**EXERCISE PROMPT:**
Look through the records and copy each line that has "strategy" in it.

(Saved data entries)
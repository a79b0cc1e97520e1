//! # rust-reversi
//!
//! A Reversi rules engine for hexagonal and square boards, with deterministic
//! AI strategies and a small controller layer.
//!
//! ## Design Principles
//!
//! 1. **Topology-Generic**: Every rule is written once against the `Geometry`
//!    and `Coordinate` traits. Hex and square boards differ only in their
//!    coordinate type, direction table, starting discs, and rendering.
//!
//! 2. **Read-Only Views**: Strategies, players, and views see a game through
//!    `GameView`, which cannot mutate it. Trying a move means simulating it on
//!    a snapshot.
//!
//! 3. **Validate, Then Mutate**: A rejected move or skip leaves the game
//!    exactly as it was.
//!
//! ## Architecture
//!
//! - **Persistent Boards**: Boards are `im::OrdMap`s, so snapshots are O(1)
//!   and independent of the live game.
//!
//! - **Returned Events**: Engine calls return the events they caused; the
//!   `Session` controller delivers them to listeners in order.
//!
//! ## Modules
//!
//! - `core`: Colors, cells, configuration, errors, events, RNG
//! - `board`: Coordinates, geometries, and the board lattice
//! - `rules`: Capture resolution, turn state, and the `Reversi` engine
//! - `strategy`: Move-selection strategies for AI players
//! - `controller`: Players and the game session
//! - `view`: Text rendering

pub mod core;
pub mod board;
pub mod rules;
pub mod strategy;
pub mod controller;
pub mod view;

// Re-export commonly used types
pub use crate::core::{
    Cell, Color, ColorMap,
    GameConfig, Topology,
    GameError, Result,
    EventLog, GameEvent, GameListener,
    GameRng,
};

pub use crate::board::{
    Coordinate, Geometry, Lattice,
    Hex, HexCoord, HexDirection,
    Square, SquareCoord, SquareDirection,
};

pub use crate::rules::{GameView, HexReversi, Outcome, Phase, Reversi, SquareReversi};

pub use crate::strategy::{AnyOpenSpace, CaptureMost, PreferCorners, PreferEdges, Strategy};

pub use crate::controller::{AiPlayer, Player, PlayerAction, ScriptedPlayer, Session};

pub use crate::view::TextView;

**RESPONSE:**
//! - `strategy`: Move-selection strategies for AI players
pub mod strategy;
pub use crate::strategy::{AnyOpenSpace, CaptureMost, PreferCorners, PreferEdges, Strategy};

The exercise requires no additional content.